__Task to complete__
Reply with one number: the count of lines in the data that hold the string "punctuator".

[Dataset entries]
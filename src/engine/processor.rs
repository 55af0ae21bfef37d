//! The processor API.
//!
//! A [`Processor`] instance is created per task by its [`ProcessorSupplier`],
//! so its fields are private to one partition. Stores, forwarding and
//! punctuator scheduling all go through the [`ProcessorContext`] handed to
//! each call.

use chrono::{DateTime, Utc};
use serde::{Serialize, de::DeserializeOwned};
use serde_json::Value;
use std::collections::HashMap;
use std::sync::Arc;
use std::time::Duration;

use super::metrics::TaskMetrics;
use super::store::KeyValueStore;
use crate::error::{EngineError, Result, StoreError};

/// A record travelling between nodes of one task.
#[derive(Debug, Clone, PartialEq)]
pub struct StreamRecord {
    pub key: String,
    pub value: Value,
    pub timestamp: DateTime<Utc>,
    /// Topic the record was read from
    pub topic: Arc<str>,
}

impl StreamRecord {
    pub fn decode<T: DeserializeOwned>(&self) -> Result<T> {
        T::deserialize(&self.value).map_err(|source| EngineError::Decode {
            topic: self.topic.to_string(),
            key: self.key.clone(),
            source,
        })
    }
}

pub trait Processor: Send {
    /// Called once after the task's stores are restored.
    fn init(&mut self, _ctx: &mut ProcessorContext<'_>) -> Result<()> {
        Ok(())
    }

    fn process(&mut self, record: &StreamRecord, ctx: &mut ProcessorContext<'_>) -> Result<()>;

    /// Called by the punctuator registered through [`ProcessorContext::schedule`].
    fn punctuate(&mut self, _ctx: &mut ProcessorContext<'_>) -> Result<()> {
        Ok(())
    }
}

pub type ProcessorSupplier = Arc<dyn Fn() -> Box<dyn Processor> + Send + Sync>;

/// Wraps a constructor closure as a [`ProcessorSupplier`].
pub fn supplier<P, F>(make: F) -> ProcessorSupplier
where
    P: Processor + 'static,
    F: Fn() -> P + Send + Sync + 'static,
{
    Arc::new(move || Box::new(make()) as Box<dyn Processor>)
}

#[derive(Debug, Clone, PartialEq)]
pub(crate) struct Emitted {
    /// Child node name, or `None` for every child
    pub target: Option<String>,
    pub record: StreamRecord,
}

pub struct ProcessorContext<'a> {
    node: &'a str,
    partition: u32,
    topic: Arc<str>,
    now: DateTime<Utc>,
    stores: &'a mut HashMap<String, KeyValueStore>,
    connected: &'a [String],
    metrics: &'a mut TaskMetrics,
    emitted: Vec<Emitted>,
    schedule: Option<Duration>,
}

impl<'a> ProcessorContext<'a> {
    #[allow(clippy::too_many_arguments)]
    pub(crate) fn new(
        node: &'a str,
        partition: u32,
        topic: Arc<str>,
        now: DateTime<Utc>,
        stores: &'a mut HashMap<String, KeyValueStore>,
        connected: &'a [String],
        metrics: &'a mut TaskMetrics,
    ) -> Self {
        Self {
            node,
            partition,
            topic,
            now,
            stores,
            connected,
            metrics,
            emitted: Vec::new(),
            schedule: None,
        }
    }

    pub fn node(&self) -> &str {
        self.node
    }

    pub fn partition(&self) -> u32 {
        self.partition
    }

    /// Wall-clock time of this call.
    pub fn now(&self) -> DateTime<Utc> {
        self.now
    }

    /// A store connected to this processor in the topology.
    pub fn store(&mut self, name: &str) -> std::result::Result<&mut KeyValueStore, StoreError> {
        if !self.connected.iter().any(|s| s == name) {
            return Err(StoreError::NotConnected(name.to_string()));
        }
        self.stores
            .get_mut(name)
            .ok_or_else(|| StoreError::NotConnected(name.to_string()))
    }

    /// Sends a record to every child of this node.
    pub fn forward<V: Serialize>(
        &mut self,
        key: impl Into<String>,
        value: &V,
        timestamp: DateTime<Utc>,
    ) -> Result<()> {
        let record = self.record(key.into(), value, timestamp)?;
        self.emitted.push(Emitted {
            target: None,
            record,
        });
        Ok(())
    }

    /// Sends a record to the named child only.
    pub fn forward_to<V: Serialize>(
        &mut self,
        child: &str,
        key: impl Into<String>,
        value: &V,
        timestamp: DateTime<Utc>,
    ) -> Result<()> {
        let record = self.record(key.into(), value, timestamp)?;
        self.emitted.push(Emitted {
            target: Some(child.to_string()),
            record,
        });
        Ok(())
    }

    /// Passes the input record on untouched.
    pub fn forward_record(&mut self, record: &StreamRecord) {
        self.emitted.push(Emitted {
            target: None,
            record: record.clone(),
        });
    }

    /// Registers a wall-clock punctuator for this processor. Only valid in `init`.
    pub fn schedule(&mut self, interval: Duration) {
        self.schedule = Some(interval);
    }

    pub fn record_late_drop(&mut self) {
        self.metrics.late_drops += 1;
    }

    pub fn record_lookup_miss(&mut self) {
        self.metrics.lookup_misses += 1;
    }

    pub(crate) fn into_parts(self) -> (Vec<Emitted>, Option<Duration>) {
        (self.emitted, self.schedule)
    }

    fn record<V: Serialize>(
        &self,
        key: String,
        value: &V,
        timestamp: DateTime<Utc>,
    ) -> Result<StreamRecord> {
        Ok(StreamRecord {
            key,
            value: serde_json::to_value(value)?,
            timestamp,
            topic: self.topic.clone(),
        })
    }
}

__Expected answer__
3